* **BRIEF**:
Go through the entries below and collect each line with the string "school" in it.

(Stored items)
-.-.-

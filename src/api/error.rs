//! Unified API error handling with structured responses.

use axum::{
    Json,
    http::StatusCode,
    response::{IntoResponse, Response},
};
use serde::Serialize;
use thiserror::Error;
use tracing::{error, warn};

/// API error type with structured responses.
#[derive(Debug, Error)]
pub enum ApiError {
    #[error("Resource not found: {0}")]
    NotFound(String),

    #[error("Bad request: {0}")]
    BadRequest(String),

    #[error("Unauthorized: {0}")]
    Unauthorized(String),

    #[error("Forbidden: {0}")]
    Forbidden(String),

    #[error("Conflict: {0}")]
    Conflict(String),

    #[error("Service unavailable: {0}")]
    ServiceUnavailable(String),

    #[error("Internal server error: {0}")]
    Internal(String),
}

impl ApiError {
    pub fn not_found(msg: impl Into<String>) -> Self {
        Self::NotFound(msg.into())
    }

    pub fn bad_request(msg: impl Into<String>) -> Self {
        Self::BadRequest(msg.into())
    }

    pub fn unauthorized(msg: impl Into<String>) -> Self {
        Self::Unauthorized(msg.into())
    }

    pub fn forbidden(msg: impl Into<String>) -> Self {
        Self::Forbidden(msg.into())
    }

    pub fn conflict(msg: impl Into<String>) -> Self {
        Self::Conflict(msg.into())
    }

    pub fn service_unavailable(msg: impl Into<String>) -> Self {
        Self::ServiceUnavailable(msg.into())
    }

    pub fn internal(msg: impl Into<String>) -> Self {
        Self::Internal(msg.into())
    }

    fn status_code(&self) -> StatusCode {
        match self {
            Self::NotFound(_) => StatusCode::NOT_FOUND,
            Self::BadRequest(_) => StatusCode::BAD_REQUEST,
            Self::Unauthorized(_) => StatusCode::UNAUTHORIZED,
            Self::Forbidden(_) => StatusCode::FORBIDDEN,
            Self::Conflict(_) => StatusCode::CONFLICT,
            Self::ServiceUnavailable(_) => StatusCode::SERVICE_UNAVAILABLE,
            Self::Internal(_) => StatusCode::INTERNAL_SERVER_ERROR,
        }
    }

    fn error_code(&self) -> &'static str {
        match self {
            Self::NotFound(_) => "NOT_FOUND",
            Self::BadRequest(_) => "BAD_REQUEST",
            Self::Unauthorized(_) => "UNAUTHORIZED",
            Self::Forbidden(_) => "FORBIDDEN",
            Self::Conflict(_) => "CONFLICT",
            Self::ServiceUnavailable(_) => "SERVICE_UNAVAILABLE",
            Self::Internal(_) => "INTERNAL_ERROR",
        }
    }

    /// Categorize an anyhow error into the appropriate ApiError variant.
    ///
    /// Service-layer errors are plain anyhow messages; this maps the
    /// patterns they use onto response statuses:
    /// - "not found" -> NotFound
    /// - "already registered" / "already exists" -> Conflict
    /// - "invalid" / "required" / "must be" / "expired" -> BadRequest
    /// - Default -> Internal
    pub fn from_anyhow(err: anyhow::Error) -> Self {
        let msg = err.to_string();
        let msg_lower = msg.to_lowercase();

        if msg_lower.contains("not found") {
            ApiError::NotFound(msg)
        } else if msg_lower.contains("already registered") || msg_lower.contains("already exists") {
            ApiError::Conflict(msg)
        } else if msg_lower.contains("invalid")
            || msg_lower.contains("required")
            || msg_lower.contains("must be")
            || msg_lower.contains("expired")
        {
            ApiError::BadRequest(msg)
        } else {
            ApiError::Internal(msg)
        }
    }
}

/// Structured error response.
#[derive(Debug, Serialize)]
pub struct ErrorResponse {
    pub message: String,
    pub code: &'static str,
}

impl IntoResponse for ApiError {
    fn into_response(self) -> Response {
        let status = self.status_code();
        let code = self.error_code();
        let message = self.to_string();

        match &self {
            ApiError::Internal(msg) => {
                error!(error_code = code, message = %msg, "API error");
            }
            ApiError::ServiceUnavailable(msg) => {
                warn!(error_code = code, message = %msg, "Service unavailable");
            }
            _ => {
                tracing::debug!(error_code = code, message = %message, "Client error");
            }
        }

        let body = ErrorResponse { message, code };

        (status, Json(body)).into_response()
    }
}

/// Convert anyhow errors to API errors using the centralized categorization logic.
impl From<anyhow::Error> for ApiError {
    fn from(err: anyhow::Error) -> Self {
        Self::from_anyhow(err)
    }
}

/// Convert auth errors to API errors.
///
/// Missing credentials map to 401; a presented-but-bad token maps to
/// 403, matching the REST surface's status contract.
impl From<crate::auth::AuthError> for ApiError {
    fn from(err: crate::auth::AuthError) -> Self {
        use crate::auth::AuthError;
        match err {
            AuthError::MissingAuthHeader | AuthError::InvalidAuthHeader => {
                ApiError::Unauthorized("Authorization token missing or invalid".to_string())
            }
            AuthError::InvalidToken(msg) => ApiError::Forbidden(format!("Invalid token: {}", msg)),
            AuthError::TokenExpired => ApiError::Forbidden("Token has expired".to_string()),
            AuthError::InvalidCredentials => {
                ApiError::Unauthorized("Invalid credentials".to_string())
            }
            AuthError::InsufficientPermissions(msg) => ApiError::Forbidden(msg),
            AuthError::Internal(msg) => {
                ApiError::Internal(format!("Authentication error: {}", msg))
            }
        }
    }
}

/// Result type for API handlers
pub type ApiResult<T> = Result<T, ApiError>;

#[cfg(test)]
mod tests {
    use super::*;

    #[test]
    fn test_error_categorization_not_found() {
        let err = anyhow::anyhow!("Student not found: stu_abc123");
        let api_err = ApiError::from_anyhow(err);
        assert!(matches!(api_err, ApiError::NotFound(_)));
    }

    #[test]
    fn test_error_categorization_conflict() {
        let err = anyhow::anyhow!("Email 'a@b.com' is already registered.");
        let api_err = ApiError::from_anyhow(err);
        assert!(matches!(api_err, ApiError::Conflict(_)));
    }

    #[test]
    fn test_error_categorization_bad_request() {
        let err = anyhow::anyhow!("Full name, email and password are required");
        let api_err = ApiError::from_anyhow(err);
        assert!(matches!(api_err, ApiError::BadRequest(_)));

        let err = anyhow::anyhow!("OTP expired");
        assert!(matches!(
            ApiError::from_anyhow(err),
            ApiError::BadRequest(_)
        ));
    }

    #[test]
    fn test_error_categorization_internal_default() {
        let err = anyhow::anyhow!("Something went wrong");
        let api_err = ApiError::from_anyhow(err);
        assert!(matches!(api_err, ApiError::Internal(_)));
    }

    #[test]
    fn test_auth_error_statuses() {
        use crate::auth::AuthError;
        assert_eq!(
            ApiError::from(AuthError::MissingAuthHeader).status_code(),
            StatusCode::UNAUTHORIZED
        );
        assert_eq!(
            ApiError::from(AuthError::TokenExpired).status_code(),
            StatusCode::FORBIDDEN
        );
        assert_eq!(
            ApiError::from(AuthError::InvalidCredentials).status_code(),
            StatusCode::UNAUTHORIZED
        );
    }
}
//! Relay hub tracking live connections and fanning events out to them.

use std::sync::atomic::{AtomicU64, Ordering};

use dashmap::DashMap;
use log::{debug, info, warn};
use tokio::sync::mpsc;
use tokio::sync::mpsc::error::TrySendError;

use super::types::ServerEvent;

/// Size of the per-connection send buffer.
const CONNECTION_BUFFER_SIZE: usize = 64;

/// Identifier for a live connection, unique for the life of the hub.
#[derive(Debug, Clone, Copy, PartialEq, Eq, Hash)]
pub struct ConnectionId(u64);

impl std::fmt::Display for ConnectionId {
    fn fmt(&self, f: &mut std::fmt::Formatter<'_>) -> std::fmt::Result {
        write!(f, "conn-{}", self.0)
    }
}

/// Hub for the live relay. Every connected client is a peer; events are
/// fanned out to all of them, optionally excluding the sender.
pub struct RelayHub {
    connections: DashMap<ConnectionId, mpsc::Sender<ServerEvent>>,
    next_id: AtomicU64,
}

impl RelayHub {
    /// Create a new, empty hub.
    pub fn new() -> Self {
        Self {
            connections: DashMap::new(),
            next_id: AtomicU64::new(1),
        }
    }

    /// Register a new connection.
    ///
    /// Returns the connection's ID and the receiver its socket task
    /// drains.
    pub fn register(&self) -> (ConnectionId, mpsc::Receiver<ServerEvent>) {
        let id = ConnectionId(self.next_id.fetch_add(1, Ordering::Relaxed));
        let (tx, rx) = mpsc::channel(CONNECTION_BUFFER_SIZE);
        self.connections.insert(id, tx);
        info!("Registered connection {}", id);
        (id, rx)
    }

    /// Remove a connection. Safe to call more than once.
    pub fn unregister(&self, id: ConnectionId) {
        if self.connections.remove(&id).is_some() {
            info!("Unregistered connection {}", id);
        }
    }

    /// Number of live connections.
    pub fn connection_count(&self) -> usize {
        self.connections.len()
    }

    /// Fan an event out to every connection except `exclude`.
    ///
    /// Delivery is best-effort per peer: a slow or closed connection is
    /// skipped without affecting the others. Returns the number of
    /// peers the event was handed to.
    pub fn broadcast(&self, event: ServerEvent, exclude: Option<ConnectionId>) -> usize {
        let mut delivered = 0;
        for entry in self.connections.iter() {
            let id = *entry.key();
            if Some(id) == exclude {
                continue;
            }
            match entry.value().try_send(event.clone()) {
                Ok(()) => delivered += 1,
                Err(TrySendError::Full(_)) => {
                    warn!("Send buffer full for {}, dropping event", id);
                }
                Err(TrySendError::Closed(_)) => {
                    debug!("Connection {} closed, skipping", id);
                }
            }
        }
        delivered
    }
}

impl Default for RelayHub {
    fn default() -> Self {
        Self::new()
    }
}
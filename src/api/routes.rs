//! Router assembly and HTTP middleware layers.

use axum::{
    Router,
    http::{HeaderValue, Method, header},
    middleware,
    routing::{get, post, put},
};
use log::warn;
use tower_http::cors::{AllowOrigin, CorsLayer};
use tower_http::trace::TraceLayer;

use crate::auth::auth_middleware;
use crate::ws::ws_handler;

use super::handlers;
use super::state::AppState;

/// Build the CORS layer from the configured origin allow-list.
fn build_cors_layer(allowed_origins: &[String]) -> CorsLayer {
    let origins: Vec<HeaderValue> = allowed_origins
        .iter()
        .filter_map(|origin| match origin.parse::<HeaderValue>() {
            Ok(value) => Some(value),
            Err(_) => {
                warn!("Skipping unparseable CORS origin: {}", origin);
                None
            }
        })
        .collect();

    CorsLayer::new()
        .allow_origin(AllowOrigin::list(origins))
        .allow_methods([
            Method::GET,
            Method::POST,
            Method::PUT,
            Method::PATCH,
            Method::DELETE,
            Method::OPTIONS,
        ])
        .allow_headers([header::AUTHORIZATION, header::CONTENT_TYPE])
        .allow_credentials(true)
}

/// Assemble the full application router.
pub fn create_router(state: AppState) -> Router {
    let cors = build_cors_layer(state.auth.allowed_origins());

    // Roster management requires a valid school token.
    let protected = Router::new()
        .route(
            "/api/school/students",
            post(handlers::add_student).get(handlers::list_students),
        )
        .route(
            "/api/school/students/{id}",
            put(handlers::update_student).delete(handlers::delete_student),
        )
        .route(
            "/api/school/buses",
            post(handlers::add_bus).get(handlers::list_buses),
        )
        .route(
            "/api/school/buses/assign-driver",
            post(handlers::assign_driver),
        )
        .layer(middleware::from_fn_with_state(
            state.auth.clone(),
            auth_middleware,
        ));

    let public = Router::new()
        .route("/health", get(handlers::health))
        .route("/api/auth/send-otp", post(handlers::send_otp))
        .route("/api/auth/verify-otp", post(handlers::verify_otp))
        .route("/api/school/signup", post(handlers::school_signup))
        .route("/api/school/login", post(handlers::school_login))
        .route("/api/driver/signup", post(handlers::driver_signup))
        .route("/api/driver/login", post(handlers::driver_login))
        .route("/api/parent/signup", post(handlers::parent_signup))
        .route("/api/parent/login", post(handlers::parent_login))
        .route("/api/contact", post(handlers::contact))
        .route("/ws", get(ws_handler));

    public
        .merge(protected)
        .layer(TraceLayer::new_for_http())
        .layer(cors)
        .with_state(state)
}
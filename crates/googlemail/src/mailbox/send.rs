//! Sending mail

use log::info;

use super::Mailbox;
use crate::compose::{Draft, build_mime_message, encode_raw, random_boundary};
use crate::error::Result;
use crate::gmail::MailService;
use crate::models::{MessageId, ThreadId};

/// The message Gmail created for a sent draft
#[derive(Debug, Clone, PartialEq, Eq)]
pub struct SentMessage {
    pub id: MessageId,
    pub thread_id: ThreadId,
    pub label_ids: Vec<String>,
}

impl<S: MailService> Mailbox<S> {
    /// Send `draft` from this mailbox
    ///
    /// Sends are not retried; a failure leaves it to the caller to decide
    /// whether resending is safe.
    pub fn send_email(&self, draft: &Draft) -> Result<SentMessage> {
        let message = build_mime_message(draft, &self.user_email, &random_boundary());
        let raw = encode_raw(message.as_bytes());

        let sent = self.service.send_message(&self.user_email, &raw)?;
        info!(
            "{}: sent {:?} to {} recipients with {} attachments (id {})",
            self.user_email,
            draft.subject,
            draft.to.len() + draft.cc.len() + draft.bcc.len(),
            draft.attachments.len(),
            sent.id
        );

        Ok(SentMessage {
            id: MessageId::new(sent.id),
            thread_id: ThreadId::new(sent.thread_id),
            label_ids: sent.label_ids.unwrap_or_default(),
        })
    }
}
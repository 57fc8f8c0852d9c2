//! Service-account impersonation
//!
//! Signs a JWT assertion for the service account with `sub` set to the
//! mailbox being impersonated, then trades it for an access token using
//! the JWT bearer grant. Requires domain-wide delegation for the scopes.

use chrono::Utc;
use jsonwebtoken::{Algorithm, EncodingKey, Header};
use log::{debug, info};
use serde::Serialize;
use std::sync::{Mutex, PoisonError};
use ureq::Agent;

use super::{Authenticator, CachedToken, request_token};
use crate::config::{ServiceAccountKey, Settings};
use crate::error::{GmailError, Result};
use crate::gmail::build_agent;

const JWT_BEARER_GRANT: &str = "urn:ietf:params:oauth:grant-type:jwt-bearer";

/// Lifetime requested for each assertion (Google's maximum)
const ASSERTION_LIFETIME_SECS: i64 = 3600;

#[derive(Debug, Serialize)]
struct Claims<'a> {
    iss: &'a str,
    sub: &'a str,
    scope: String,
    aud: &'a str,
    iat: i64,
    exp: i64,
}

/// Service account acting on behalf of one mailbox
pub struct ServiceAccountAuth {
    key: ServiceAccountKey,
    encoding_key: EncodingKey,
    subject: String,
    scopes: Vec<String>,
    cached: Mutex<Option<CachedToken>>,
    agent: Agent,
}

impl ServiceAccountAuth {
    pub fn new(
        key: ServiceAccountKey,
        subject: impl Into<String>,
        scopes: Vec<String>,
        settings: &Settings,
    ) -> anyhow::Result<Self> {
        use anyhow::Context;

        if scopes.is_empty() {
            anyhow::bail!("At least one OAuth scope is required for impersonation");
        }
        let encoding_key = EncodingKey::from_rsa_pem(key.private_key.as_bytes())
            .context("Invalid service account private key")?;

        Ok(Self {
            key,
            encoding_key,
            subject: subject.into(),
            scopes,
            cached: Mutex::new(None),
            agent: build_agent(settings.request_timeout()),
        })
    }

    /// Build from raw service account key JSON
    pub fn from_json(
        key: &[u8],
        subject: impl Into<String>,
        scopes: Vec<String>,
        settings: &Settings,
    ) -> anyhow::Result<Self> {
        let key = ServiceAccountKey::from_json(key)?;
        Self::new(key, subject, scopes, settings)
    }

    /// The impersonated mailbox
    pub fn subject(&self) -> &str {
        &self.subject
    }

    fn assertion(&self, now: i64) -> Result<String> {
        let claims = Claims {
            iss: &self.key.client_email,
            sub: &self.subject,
            scope: self.scopes.join(" "),
            aud: &self.key.token_uri,
            iat: now,
            exp: now + ASSERTION_LIFETIME_SECS,
        };

        let mut header = Header::new(Algorithm::RS256);
        header.kid = self.key.private_key_id.clone();
        Ok(jsonwebtoken::encode(&header, &claims, &self.encoding_key)?)
    }

    fn fetch_token(&self) -> Result<CachedToken> {
        let now = Utc::now();
        let assertion = self.assertion(now.timestamp())?;

        debug!(
            "Requesting impersonated token for {} as {}",
            self.subject, self.key.client_email
        );
        let response = request_token(
            &self.agent,
            &self.key.token_uri,
            &[("grant_type", JWT_BEARER_GRANT), ("assertion", assertion.as_str())],
        )
        .map_err(|e| match e {
            GmailError::Credential(reason) => GmailError::Credential(format!(
                "impersonating {} failed: {}",
                self.subject, reason
            )),
            other => other,
        })?;

        info!("Obtained impersonated access token for {}", self.subject);
        Ok(CachedToken::from_response(&response, now))
    }
}

impl Authenticator for ServiceAccountAuth {
    fn access_token(&self) -> Result<String> {
        let mut cached = self.cached.lock().unwrap_or_else(PoisonError::into_inner);

        if let Some(token) = cached.as_ref()
            && token.is_fresh(Utc::now())
        {
            return Ok(token.access_token.clone());
        }

        let token = self.fetch_token()?;
        let access_token = token.access_token.clone();
        *cached = Some(token);
        Ok(access_token)
    }
}
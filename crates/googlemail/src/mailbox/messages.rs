//! Message search and bulk header retrieval

use log::{debug, info, warn};

use super::Mailbox;
use crate::error::{GmailError, Result};
use crate::gmail::api::MessageRef;
use crate::gmail::{MailService, MessageFormat, summarize};
use crate::models::{MessageId, MessageSummary};

/// Headers of a set of messages, with the IDs that could not be read
#[derive(Debug, Default)]
pub struct HeaderFetch {
    /// In no particular order
    pub messages: Vec<MessageSummary>,
    pub failed: Vec<(MessageId, GmailError)>,
}

impl HeaderFetch {
    pub fn is_complete(&self) -> bool {
        self.failed.is_empty()
    }
}

impl<S: MailService> Mailbox<S> {
    /// All messages matching a Gmail search query, across every result page
    pub fn search(&self, query: &str) -> Result<Vec<MessageRef>> {
        let mut messages = Vec::new();
        let mut page_token: Option<String> = None;

        loop {
            let response = self.service.list_messages(
                &self.user_email,
                query,
                page_token.as_deref(),
                self.settings.include_spam_trash,
            )?;
            messages.extend(response.messages.unwrap_or_default());

            match response.next_page_token {
                Some(token) if !token.is_empty() => page_token = Some(token),
                _ => break,
            }
        }

        info!(
            "{}: query {:?} returned {} messages",
            self.user_email,
            query,
            messages.len()
        );
        Ok(messages)
    }

    /// The message with the given RFC 822 `Message-ID`
    pub fn find_message(&self, rfc822_msg_id: &str) -> Result<MessageRef> {
        let query = format!("rfc822msgid:{}", rfc822_msg_id);
        self.search(&query)?
            .into_iter()
            .next()
            .ok_or_else(|| GmailError::NotFound(format!("message {}", rfc822_msg_id)))
    }

    /// Headers of every listed message, one metadata request per message
    ///
    /// Requests run through the header dispatcher; a failed request is
    /// recorded against its ID and the rest still complete.
    pub fn fetch_headers(&self, ids: Vec<MessageId>) -> HeaderFetch {
        if ids.is_empty() {
            return HeaderFetch::default();
        }

        debug!("{}: fetching headers of {} messages", self.user_email, ids.len());
        let report = self.header_dispatcher.dispatch(ids, |id| {
            self.service
                .get_message(&self.user_email, id, MessageFormat::Metadata)
        });

        let (succeeded, failed) = report.partition();
        for (id, err) in &failed {
            warn!("{}: failed to fetch headers of {}: {}", self.user_email, id, err);
        }

        HeaderFetch {
            messages: succeeded
                .into_iter()
                .map(|(_, message)| summarize(message))
                .collect(),
            failed,
        }
    }

    /// Search, then fetch the headers of every match
    pub fn search_headers(&self, query: &str) -> Result<HeaderFetch> {
        let ids = self
            .search(query)?
            .into_iter()
            .map(|m| MessageId::new(m.id))
            .collect();
        Ok(self.fetch_headers(ids))
    }
}

#[cfg(test)]
mod tests {
    use super::super::test_support::*;
    use super::*;
    use crate::gmail::api::{GmailMessage, Header, MessagePayload};
    use crate::gmail::fake::{FakeMailService, PAGE_SIZE};
    use std::sync::atomic::Ordering;

    fn message_ref(id: &str) -> MessageRef {
        MessageRef {
            id: id.to_string(),
            thread_id: format!("t-{}", id),
        }
    }

    fn metadata_message(id: &str, subject: &str) -> GmailMessage {
        GmailMessage {
            id: id.to_string(),
            thread_id: format!("t-{}", id),
            payload: Some(MessagePayload {
                headers: Some(vec![Header {
                    name: "Subject".to_string(),
                    value: subject.to_string(),
                }]),
                ..Default::default()
            }),
            ..Default::default()
        }
    }

    #[test]
    fn test_search_follows_pages() {
        let fake = FakeMailService::default();
        let refs: Vec<MessageRef> = (0..5).map(|i| message_ref(&format!("m{}", i))).collect();
        fake.add_search_result("from:ann", refs.clone());
        let mailbox = mailbox(fake);

        let found = mailbox.search("from:ann").unwrap();

        assert_eq!(found, refs);
        assert_eq!(
            mailbox.service().list_calls.load(Ordering::SeqCst),
            5usize.div_ceil(PAGE_SIZE)
        );
    }

    #[test]
    fn test_search_no_results() {
        let mailbox = mailbox(FakeMailService::default());
        assert!(mailbox.search("nothing").unwrap().is_empty());
        assert_eq!(mailbox.service().list_calls.load(Ordering::SeqCst), 1);
    }

    #[test]
    fn test_find_message() {
        let fake = FakeMailService::default();
        fake.add_search_result("rfc822msgid:<abc@mail>", vec![message_ref("m1")]);
        let mailbox = mailbox(fake);

        assert_eq!(mailbox.find_message("<abc@mail>").unwrap().id, "m1");
        assert!(matches!(
            mailbox.find_message("<missing@mail>"),
            Err(GmailError::NotFound(_))
        ));
    }

    #[test]
    fn test_fetch_headers_partial_failure() {
        let fake = FakeMailService::default();
        for (id, subject) in [("m1", "one"), ("m2", "two"), ("m3", "three")] {
            fake.add_message(metadata_message(id, subject));
        }
        fake.fail_on("m2");
        let mailbox = mailbox_with_ceilings(fake, 1, 2);

        let fetch = mailbox.fetch_headers(vec!["m1".into(), "m2".into(), "m3".into()]);

        assert_eq!(mailbox.service().get_message_calls.load(Ordering::SeqCst), 3);
        assert!(!fetch.is_complete());
        assert_eq!(fetch.failed.len(), 1);
        assert_eq!(fetch.failed[0].0.as_str(), "m2");

        let mut subjects: Vec<&str> = fetch.messages.iter().map(|m| m.subject()).collect();
        subjects.sort();
        assert_eq!(subjects, vec!["one", "three"]);
    }

    #[test]
    fn test_search_headers_empty_makes_no_requests() {
        let mailbox = mailbox(FakeMailService::default());

        let fetch = mailbox.search_headers("label:none").unwrap();

        assert!(fetch.messages.is_empty());
        assert!(fetch.is_complete());
        assert_eq!(mailbox.service().get_message_calls.load(Ordering::SeqCst), 0);
    }

    #[test]
    fn test_search_headers() {
        let fake = FakeMailService::default();
        fake.add_search_result("is:unread", vec![message_ref("m1"), message_ref("m2")]);
        fake.add_message(metadata_message("m1", "first"));
        fake.add_message(metadata_message("m2", "second"));
        let mailbox = mailbox(fake);

        let fetch = mailbox.search_headers("is:unread").unwrap();

        assert_eq!(fetch.messages.len(), 2);
        assert!(fetch.is_complete());
    }
}
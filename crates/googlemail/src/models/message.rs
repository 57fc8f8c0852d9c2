//! Message models

use super::{Attachment, ThreadId};
use chrono::{DateTime, Utc};
use serde::{Deserialize, Serialize};
use std::collections::BTreeMap;

/// Unique identifier for a message (Gmail message ID)
#[derive(Debug, Clone, PartialEq, Eq, Hash, PartialOrd, Ord, Serialize, Deserialize)]
pub struct MessageId(pub String);

impl MessageId {
    pub fn new(id: impl Into<String>) -> Self {
        Self(id.into())
    }

    pub fn as_str(&self) -> &str {
        &self.0
    }
}

impl From<String> for MessageId {
    fn from(s: String) -> Self {
        Self(s)
    }
}

impl From<&str> for MessageId {
    fn from(s: &str) -> Self {
        Self(s.to_string())
    }
}

impl std::fmt::Display for MessageId {
    fn fmt(&self, f: &mut std::fmt::Formatter<'_>) -> std::fmt::Result {
        f.write_str(&self.0)
    }
}

/// An email address with optional display name
#[derive(Debug, Clone, PartialEq, Eq, Serialize, Deserialize)]
pub struct EmailAddress {
    /// Display name (e.g., "John Doe")
    pub name: Option<String>,
    /// Email address (e.g., "john@example.com")
    pub email: String,
}

impl EmailAddress {
    /// Create a new email address with just the email
    pub fn new(email: impl Into<String>) -> Self {
        Self {
            name: None,
            email: email.into(),
        }
    }

    /// Create a new email address with a display name
    pub fn with_name(name: impl Into<String>, email: impl Into<String>) -> Self {
        Self {
            name: Some(name.into()),
            email: email.into(),
        }
    }

    /// Parse an email address from a string like "John Doe <john@example.com>"
    pub fn parse(s: &str) -> Self {
        let s = s.trim();

        // Try to parse "Name <email>" format
        if let Some(angle_start) = s.rfind('<')
            && let Some(angle_end) = s.rfind('>')
            && angle_start < angle_end
        {
            let name = s[..angle_start].trim().trim_matches('"').trim();
            let email = s[angle_start + 1..angle_end].trim();
            return Self {
                name: if name.is_empty() {
                    None
                } else {
                    Some(name.to_string())
                },
                email: email.to_string(),
            };
        }

        // Otherwise, treat the whole string as an email
        Self {
            name: None,
            email: s.to_string(),
        }
    }

    /// Parse a comma-separated header value; blank entries are dropped
    ///
    /// Commas inside a quoted display name or an angle-bracketed address
    /// do not separate entries.
    pub fn parse_list(s: &str) -> Vec<Self> {
        let mut entries = Vec::new();
        let mut start = 0;
        let mut in_quotes = false;
        let mut in_angle = false;
        let mut escaped = false;

        for (i, c) in s.char_indices() {
            if escaped {
                escaped = false;
                continue;
            }
            match c {
                '\\' if in_quotes => escaped = true,
                '"' if !in_angle => in_quotes = !in_quotes,
                '<' if !in_quotes => in_angle = true,
                '>' if !in_quotes => in_angle = false,
                ',' if !in_quotes && !in_angle => {
                    entries.push(&s[start..i]);
                    start = i + 1;
                }
                _ => {}
            }
        }
        entries.push(&s[start..]);

        entries
            .into_iter()
            .map(str::trim)
            .filter(|addr| !addr.is_empty())
            .map(Self::parse)
            .collect()
    }

    /// Format the email address for display
    pub fn display(&self) -> String {
        match &self.name {
            Some(name) => format!("{} <{}>", name, self.email),
            None => self.email.clone(),
        }
    }
}

/// Decoded text bodies of a message
#[derive(Debug, Clone, Default, PartialEq, Eq, Serialize, Deserialize)]
pub struct MessageBody {
    pub plain: Option<String>,
    pub html: Option<String>,
}

/// Message metadata returned by a bulk header fetch
#[derive(Debug, Clone, Serialize, Deserialize)]
pub struct MessageSummary {
    pub id: MessageId,
    pub thread_id: ThreadId,
    pub label_ids: Vec<String>,
    pub snippet: String,
    /// When Gmail received the message, if reported
    pub received_at: Option<DateTime<Utc>>,
    pub headers: BTreeMap<String, String>,
}

impl MessageSummary {
    /// Look up a header value (case-insensitive)
    pub fn header(&self, name: &str) -> Option<&str> {
        self.headers
            .iter()
            .find(|(k, _)| k.eq_ignore_ascii_case(name))
            .map(|(_, v)| v.as_str())
    }

    pub fn subject(&self) -> &str {
        self.header("Subject").unwrap_or_default()
    }

    pub fn from(&self) -> Option<EmailAddress> {
        self.header("From").map(EmailAddress::parse)
    }
}

/// A message exported with its raw bytes, parsed fields and attachments
#[derive(Debug, Clone)]
pub struct ExportedMessage {
    pub id: MessageId,
    pub thread_id: ThreadId,
    pub label_ids: Vec<String>,
    /// The complete RFC 822 message
    pub data: Vec<u8>,
    pub headers: BTreeMap<String, String>,
    pub date: Option<String>,
    pub from: Option<EmailAddress>,
    pub reply_to: Option<EmailAddress>,
    pub subject: String,
    pub to: Vec<EmailAddress>,
    pub cc: Vec<EmailAddress>,
    pub bcc: Vec<EmailAddress>,
    pub body: MessageBody,
    /// Attachments of every message in the thread
    pub attachments: Vec<Attachment>,
}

-.-.-

* **WRITTEN REPLY**:
    // Roster management requires a valid school token.
            "/api/school/students",
            "/api/school/students/{id}",
            "/api/school/buses",
            "/api/school/buses/assign-driver",
        .route("/api/school/signup", post(handlers::school_signup))
        .route("/api/school/login", post(handlers::school_login))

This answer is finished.